Cross-sectional analysis of RO T1D patients identifies an inflammatory signature relative to unrelated HC subjects. (A) Venn diagram and one-way hierarchical clustering (probe sets only) for each component of the Venn diagram illustrate the relationship between the mean expression of probe sets regulated when fresh cells were previously cultured with plasma from 12 RO T1D and 12 HC subjects (498 probe sets |log₂ ratio|>0.5; FDR<0.2) versus culturing UPN727 cells with plasma from 47 RO T1D and 44 HC subjects (n=762; (|log₂ ratio|>0.263, 1.2-fold; FDR<0.2; ANOVA p<0.036). (B) PCA using 762 differentially regulated probe sets RO T1D vs HC) in cross-sectional studies.

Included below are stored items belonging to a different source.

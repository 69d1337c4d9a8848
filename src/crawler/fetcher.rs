//! HTTP fetcher implementation
//!
//! This module handles all HTTP requests for the crawler, including:
//! - Building HTTP clients with proper user agent strings
//! - GET requests with a per-call timeout
//! - Manual redirect following with chain recording and loop detection
//! - Error classification

use crate::config::UserAgentConfig;
use crate::storage::RedirectHop;
use async_trait::async_trait;
use reqwest::header::LOCATION;
use reqwest::{redirect::Policy, Client};
use std::collections::HashSet;
use std::time::Duration;
use thiserror::Error;
use url::Url;

/// A successfully fetched page
#[derive(Debug, Clone)]
pub struct FetchedPage {
    /// Response body
    pub content: String,
    /// Status of the final response
    pub http_status: u16,
    /// URL the content was served from, after redirects
    pub final_url: Url,
    /// Every redirect response on the way, in order
    pub redirect_chain: Vec<RedirectHop>,
}

/// Reasons a fetch produced no usable page
#[derive(Debug, Error)]
pub enum FetchError {
    #[error("Request timed out after {0:?}")]
    Timeout(Duration),

    #[error("HTTP {status} from {final_url}")]
    HttpStatus { status: u16, final_url: String },

    #[error("Network error: {0}")]
    Network(String),

    #[error("Redirect loop at {0}")]
    RedirectLoop(String),

    #[error("Too many redirects (limit {0})")]
    TooManyRedirects(usize),

    #[error("Invalid redirect: {0}")]
    InvalidRedirect(String),
}

impl FetchError {
    /// The HTTP status that caused the failure, if any
    pub fn http_status(&self) -> Option<u16> {
        match self {
            FetchError::HttpStatus { status, .. } => Some(*status),
            _ => None,
        }
    }
}

/// Retrieves page content for the worker
///
/// Implementations must report every network problem as a `FetchError`
/// rather than panicking.
#[async_trait]
pub trait Fetcher: Send + Sync {
    async fn fetch(&self, url: &Url, timeout: Duration) -> Result<FetchedPage, FetchError>;
}

/// Builds an HTTP client with proper configuration
///
/// Redirects are disabled on the client; [`HttpFetcher`] follows them itself
/// so it can record each hop.
///
/// # Example
///
/// ```no_run
/// use tidewater::config::UserAgentConfig;
/// use tidewater::crawler::build_http_client;
///
/// let client = build_http_client(&UserAgentConfig::default()).unwrap();
/// ```
pub fn build_http_client(config: &UserAgentConfig) -> Result<Client, reqwest::Error> {
    Client::builder()
        .user_agent(config.header_value())
        .connect_timeout(Duration::from_secs(10))
        .redirect(Policy::none())
        .gzip(true)
        .brotli(true)
        .build()
}

/// Fetcher backed by `reqwest`
#[derive(Debug, Clone)]
pub struct HttpFetcher {
    client: Client,
    max_redirects: usize,
}

impl HttpFetcher {
    pub fn new(config: &UserAgentConfig, max_redirects: usize) -> Result<Self, reqwest::Error> {
        Ok(Self::with_client(build_http_client(config)?, max_redirects))
    }

    /// Uses an existing client, which must not follow redirects itself
    pub fn with_client(client: Client, max_redirects: usize) -> Self {
        Self {
            client,
            max_redirects,
        }
    }
}

#[async_trait]
impl Fetcher for HttpFetcher {
    /// Fetches a URL, following redirects by hand
    ///
    /// # Request Flow
    ///
    /// 1. GET the current URL
    /// 2. On 3xx, resolve `Location` against the current URL, record the hop
    ///    and continue; a repeated target is a loop
    /// 3. Any other non-2xx status is a failure
    /// 4. On 2xx, read the body
    async fn fetch(&self, url: &Url, timeout: Duration) -> Result<FetchedPage, FetchError> {
        let mut current = url.clone();
        let mut redirect_chain = Vec::new();
        let mut visited = HashSet::new();
        visited.insert(current.to_string());

        loop {
            let response = self
                .client
                .get(current.clone())
                .timeout(timeout)
                .send()
                .await
                .map_err(|e| classify_error(e, timeout))?;

            let status = response.status();

            if status.is_redirection() {
                let location = response
                    .headers()
                    .get(LOCATION)
                    .and_then(|v| v.to_str().ok())
                    .ok_or_else(|| {
                        FetchError::InvalidRedirect(format!("{} without Location from {}", status, current))
                    })?;

                let next = current
                    .join(location)
                    .map_err(|e| FetchError::InvalidRedirect(format!("{}: {}", location, e)))?;

                redirect_chain.push(RedirectHop {
                    url: current.to_string(),
                    status: status.as_u16(),
                });

                if redirect_chain.len() > self.max_redirects {
                    return Err(FetchError::TooManyRedirects(self.max_redirects));
                }

                if !visited.insert(next.to_string()) {
                    return Err(FetchError::RedirectLoop(next.to_string()));
                }

                tracing::debug!("Redirect {} -> {} ({})", current, next, status);
                current = next;
                continue;
            }

            if !status.is_success() {
                return Err(FetchError::HttpStatus {
                    status: status.as_u16(),
                    final_url: current.to_string(),
                });
            }

            let content = response
                .text()
                .await
                .map_err(|e| classify_error(e, timeout))?;

            return Ok(FetchedPage {
                content,
                http_status: status.as_u16(),
                final_url: current,
                redirect_chain,
            });
        }
    }
}

fn classify_error(error: reqwest::Error, timeout: Duration) -> FetchError {
    if error.is_timeout() {
        FetchError::Timeout(timeout)
    } else if error.is_connect() {
        FetchError::Network(format!("Connection failed: {}", error))
    } else {
        FetchError::Network(error.to_string())
    }
}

Green spheres, HCs; red spheres, RO T1D subjects. (C) One-way hierarchical clustering (probe sets only) of the RO T1D and HC expression profiles using the 762 regulated probe sets. (D) Relative expression levels of selected, well-annotated genes reflective of innate immune activity in RO T1D patients relative to HC subjects; additional well-annotated genes appear in Figure 3C. Fold of change is expressed relative to the mean of all samples.

Figure 2

Analysis of T1D progression in Longitudinal Subject A. (A) PCA using the 762 probe sets regulated by RO T1D (n=47) vs HC (n=44) plasma identified in the cross-sectional studies (|log₂ ratio|>0.263; FDR<0.2). Green spheres, HC; red spheres, RO T1D; grey spheres, LS T1D (>10 years post-onset); blue cubes, Longitudinal Subject A series (lightest to darkest blue indicates sample order, −5.3, −3.3, −2.4, −1.5, −0.3, +0.3 years relative to onset, respectively). Arrow shows progression to RO T1D. (B) Venn diagram and one-way hierarchical clustering (probe sets only) for each component of the Venn diagram illustrate the relationship between the probe sets identified in the STEM analysis of the Longitudinal Subject A series versus the cross-sectional analyses of the RO T1D and HC samples. The signatures share a significantly nonrandom (p<10⁻⁵¹, Χ² test), commonly regulated intersection of 220 probe sets (Supplemental Table 2). Relative expression levels are shown for selected, well-annotated genes related to inflammatory processes that were significantly identified by the STEM analyses. Additional well-annotated genes are shown in Figure 3C.

Figure 3

Distinctiveness of signatures associated with T1D, CF plus Pa colonization, and H1N1. (A) Venn diagram of the probe sets induced in UPN727 cells following exposure to the plasma from T1D patients (n=47) versus age-matched unrelated HCs (n=44; |log₂ ratio|>0.263; FDR<0.20), CF patients harboring Pa (n=20) versus age-matched HCs (n=24; |log₂ ratio|>0.263; FDR<0.20), patients with bacterial pneumonia (n=10) versus HCs (n=18; |log₂ ratio|>0.5; FDR<0.20), and active versus pre-H1N1 infection (five subjects sampled during and before infection; |log₂ ratio|>0.5; paired t-test p<0.05). (B) One-way hierarchical clustering (probe sets only) was conducted for each component of the Venn diagram using mean expression values for each dataset. (C) Well-annotated, differentially expressed genes related to immunological activation, signal transduction, or transcriptional regulation.